Retirees: Get 5% Yields From These 2 Blue-Chip Stocks

Here’s why BCE Inc. (TSX:BCE)(NYSE:BCE) and RioCan Real Estate Investment Trust (TSX:REI.UN) should be on your radar.

| More on:
retire

Canadian pensioners are searching for top income stocks to add to their TFSA portfolios.

Let’s take a look at BCE Inc. (TSX:BCE)(NYSE:BCE) and RioCan Real Estate Investment Trust (TSX:REI.UN) to see why they might be attractive picks.

BCE

BCE has long been a popular stock among Canadian retirees, and there is little reason for that to change.

Why?

The company recently closed its $3.9 billion acquisition of Manitoba Telecom Services in a deal that launches BCE into the top spot in the Manitoba market and gives the communications giant a strong base in central Canada to expand its presence into the western provinces.

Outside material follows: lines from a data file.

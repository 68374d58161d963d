use crate::error::{compact_error_message, IndexerError, Result};
use alloy::primitives::{Address, U256};
use serde::Deserialize;
use std::str::FromStr;
use std::time::Duration;

const MAX_RETRIES: u32 = 3;

/// One holder position as reported by the subgraph, ordered descending by
/// share balance. `nominal_shares` is advisory: the simulator re-reads the
/// authoritative balance from the fork before replaying.
#[derive(Debug, Clone, PartialEq, Eq)]
pub struct Stakeholder {
    pub vault: Address,
    pub account: Address,
    pub nominal_shares: U256,
}

// ---------------------------------------------------------------------------
// Subgraph response types
// ---------------------------------------------------------------------------

#[derive(Deserialize)]
struct GraphResponse {
    data: Option<PositionsData>,
}

#[derive(Deserialize)]
#[serde(rename_all = "camelCase")]
struct PositionsData {
    account_vault_positions: Vec<PositionRecord>,
}

#[derive(Deserialize)]
#[serde(rename_all = "camelCase")]
struct PositionRecord {
    account: IdRef,
    vault: IdRef,
    balance_shares: Option<String>,
}

#[derive(Deserialize)]
struct IdRef {
    id: String,
}

fn position_query(vault: Address, top_n: usize) -> serde_json::Value {
    serde_json::json!({
        "query": format!(
            "{{ accountVaultPositions (orderBy: balanceShares, orderDirection: desc, \
             first: {top_n}, where: {{ vault_in: [\"{:#x}\"] }}) \
             {{ id, account {{ id }}, balanceShares, vault {{ id }} }} }}",
            vault
        ),
    })
}

fn parse_positions(body: &str) -> std::result::Result<Vec<PositionRecord>, IndexerError> {
    let parsed: GraphResponse = serde_json::from_str(body)
        .map_err(|e| IndexerError::Malformed(format!("subgraph JSON: {e}")))?;
    let data = parsed
        .data
        .ok_or_else(|| IndexerError::Malformed("subgraph response missing data field".into()))?;
    Ok(data.account_vault_positions)
}

fn record_to_stakeholder(record: &PositionRecord) -> Option<Stakeholder> {
    let vault = Address::from_str(record.vault.id.trim()).ok()?;
    let account = Address::from_str(record.account.id.trim()).ok()?;
    let nominal_shares = record
        .balance_shares
        .as_deref()
        .and_then(|raw| U256::from_str(raw.trim()).ok())
        .unwrap_or(U256::ZERO);
    Some(Stakeholder {
        vault,
        account,
        nominal_shares,
    })
}

/// Client for the external position indexer. One query per vault per scan;
/// failures here are isolated per vault by the producer.
pub struct RankingClient {
    client: reqwest::Client,
    url: String,
    top_n: usize,
    timeout: Duration,
}

impl RankingClient {
    pub fn new(url: String, top_n: usize, timeout: Duration) -> Result<Self> {
        let client = reqwest::Client::builder()
            .timeout(timeout.saturating_add(Duration::from_secs(5)))
            .build()
            .map_err(|e| IndexerError::Exhausted {
                attempts: 0,
                reason: format!("client construction failed: {e}"),
            })?;
        Ok(Self {
            client,
            url,
            top_n,
            timeout,
        })
    }

    /// Largest `top_n` holders of `vault`, descending by share balance.
    /// An empty list means the vault has no rankable positions and is
    /// excluded from this scan.
    pub async fn top_holders(&self, vault: Address) -> Result<Vec<Stakeholder>> {
        let body = self.fetch_with_retry(vault).await?;
        let records = parse_positions(&body)?;
        let holders = records
            .iter()
            .filter_map(record_to_stakeholder)
            .collect::<Vec<_>>();
        Ok(holders)
    }

    async fn fetch_with_retry(&self, vault: Address) -> Result<String> {
        let mut last_err: Option<String> = None;

        for attempt in 0..MAX_RETRIES {
            if attempt > 0 {
                let backoff = Duration::from_millis(1000 * 2u64.pow(attempt - 1));
                tokio::time::sleep(backoff).await;
            }

            match self
                .client
                .post(&self.url)
                .timeout(self.timeout)
                .json(&position_query(vault, self.top_n))
                .send()
                .await
            {
                Ok(resp) => {
                    let status = resp.status();
                    if !status.is_success() {
                        last_err = Some(format!("HTTP {status}"));
                        continue;
                    }
                    match resp.text().await {
                        Ok(body) => return Ok(body),
                        Err(e) => {
                            last_err = Some(compact_error_message(&e.to_string(), 220));
                            continue;
                        }
                    }
                }
                Err(e) => {
                    last_err = Some(compact_error_message(&e.to_string(), 220));
                    continue;
                }
            }
        }

        Err(IndexerError::Exhausted {
            attempts: MAX_RETRIES,
            reason: last_err.unwrap_or_else(|| "no attempts made".into()),
        }
        .into())
    }
}
use crate::batch_slot::{BatchPublisher, ScanBatch};
use crate::config::SentinelConfig;
use crate::error::{compact_error_message, Result, SentinelError};
use crate::fork::SessionFactory;
use crate::ranking::RankingClient;
use crate::registry::{HttpProvider, RegistryClient};
use crate::simulator::drain_vault;
use crate::stats::VaultSummary;
use alloy::primitives::Address;
use alloy::providers::Provider;
use std::sync::Arc;
use std::time::{Duration, Instant};
use tokio::sync::{broadcast, Semaphore};

/// Everything one scan iteration needs. Shared by value across per-vault
/// tasks via `Arc`.
pub struct ScanContext {
    pub provider: HttpProvider,
    pub registry: RegistryClient,
    pub ranking: RankingClient,
    pub factory: Arc<dyn SessionFactory>,
    pub max_concurrent_vaults: usize,
}

/// One full pass: pin a block, list vaults, rank and drain each, and batch
/// the summaries. Ranking failures are isolated per vault; registry or fork
/// faults abort the iteration and no partial batch escapes.
pub async fn run_one_scan(ctx: &Arc<ScanContext>) -> Result<ScanBatch> {
    let block = ctx
        .provider
        .get_block_number()
        .await
        .map_err(|e| crate::error::RpcError::Transport(compact_error_message(&e.to_string(), 220)))?;

    let vaults = ctx.registry.list_vaults(block).await?;
    tracing::debug!("[SCAN] block {} registry returned {} vaults", block, vaults.len());

    // Cross-vault fan-out only: everything within one vault's simulation is
    // strictly sequential on its own session.
    let semaphore = Arc::new(Semaphore::new(ctx.max_concurrent_vaults));
    let mut handles = Vec::with_capacity(vaults.len());
    for vault in vaults {
        let ctx = Arc::clone(ctx);
        let semaphore = Arc::clone(&semaphore);
        handles.push(tokio::spawn(async move {
            let _permit = semaphore
                .acquire_owned()
                .await
                .map_err(|e| SentinelError::Task(format!("semaphore closed: {e}")))?;
            scan_vault(&ctx, block, vault).await
        }));
    }

    // Await in spawn order so batch order tracks registry order.
    let mut summaries = Vec::new();
    for handle in handles {
        let joined = handle
            .await
            .map_err(|e| SentinelError::Task(format!("vault scan task panicked: {e}")))?;
        if let Some(summary) = joined? {
            summaries.push(summary);
        }
    }

    Ok(ScanBatch { block, summaries })
}

/// Rank and drain a single vault. `Ok(None)` covers both isolated ranking
/// failures and vaults with no rankable holders; simulation faults propagate.
async fn scan_vault(
    ctx: &ScanContext,
    block: u64,
    vault: Address,
) -> Result<Option<VaultSummary>> {
    let holders = match ctx.ranking.top_holders(vault).await {
        Ok(holders) => holders,
        Err(err) => {
            tracing::warn!(
                "[RANK] skipping vault {:#x} this scan: {}",
                vault,
                compact_error_message(&err.to_string(), 220)
            );
            return Ok(None);
        }
    };
    if holders.is_empty() {
        return Ok(None);
    }

    let factory = Arc::clone(&ctx.factory);
    tokio::task::spawn_blocking(move || drain_vault(factory.as_ref(), block, vault, &holders))
        .await
        .map_err(|e| SentinelError::Task(format!("drain task panicked: {e}")))?
}

fn failure_backoff(cfg: &SentinelConfig, consecutive_failures: u32) -> Duration {
    if consecutive_failures == 0 {
        return Duration::ZERO;
    }
    let exp = consecutive_failures.saturating_sub(1).min(16);
    cfg.scan_failure_backoff
        .saturating_mul(2u32.saturating_pow(exp))
        .min(cfg.scan_backoff_cap)
}

/// Infinite producer loop. Runs until shutdown; every iteration either
/// publishes one complete batch or discards its partial work. Failed
/// iterations back off exponentially instead of busy-looping against a
/// failing dependency, and a minimum pacing floor applies even on success.
pub async fn run_scan_loop(
    ctx: Arc<ScanContext>,
    cfg: SentinelConfig,
    publisher: BatchPublisher,
    mut shutdown_rx: broadcast::Receiver<()>,
) {
    let mut consecutive_failures = 0u32;

    loop {
        let started = Instant::now();
        match run_one_scan(&ctx).await {
            Ok(batch) => {
                consecutive_failures = 0;
                tracing::info!(
                    "[SCAN] scan complete: block={} vaults={} elapsed={:?}",
                    batch.block,
                    batch.summaries.len(),
                    started.elapsed()
                );
                publisher.publish(batch);
            }
            Err(err) => {
                consecutive_failures = consecutive_failures.saturating_add(1);
                tracing::warn!(
                    "[SCAN] scan iteration discarded ({} consecutive): {}",
                    consecutive_failures,
                    compact_error_message(&err.to_string(), 220)
                );
            }
        }

        let pacing = cfg.scan_min_interval.saturating_sub(started.elapsed());
        let wait = pacing.max(failure_backoff(&cfg, consecutive_failures));

        tokio::select! {
            _ = tokio::time::sleep(wait) => {}
            _ = shutdown_rx.recv() => {
                tracing::info!("[SCAN] shutdown signal received; producer exiting.");
                return;
            }
        }
    }
}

Over the past decade, BCE has also invested heavily in the media space, acquiring a TV network, specialty channels, radio stations, sports teams, and an ad agency.

In addition, the company owns an extensive network of retail stores.

When you combine these assets with the world-class wireless and wireline network assets, you get a very powerful business that interacts with most Canadians on a weekly, if not daily, basis.

Think about it.

Any time a person in this country sends a text, calls a friend, checks e-mail, streams a movie, downloads a song, watches the news, or listens to the weather report, the odds are pretty good that BCE is involved somewhere along the line.

Revenue growth doesn’t knock the ball out of the park, but the company generates significant free cash flow, and that’s the key to supporting the dividend.

BCE’s payout provides a yield of 4.7%.

RioCan

RioCan has interests in about 300 retail locations across Canada.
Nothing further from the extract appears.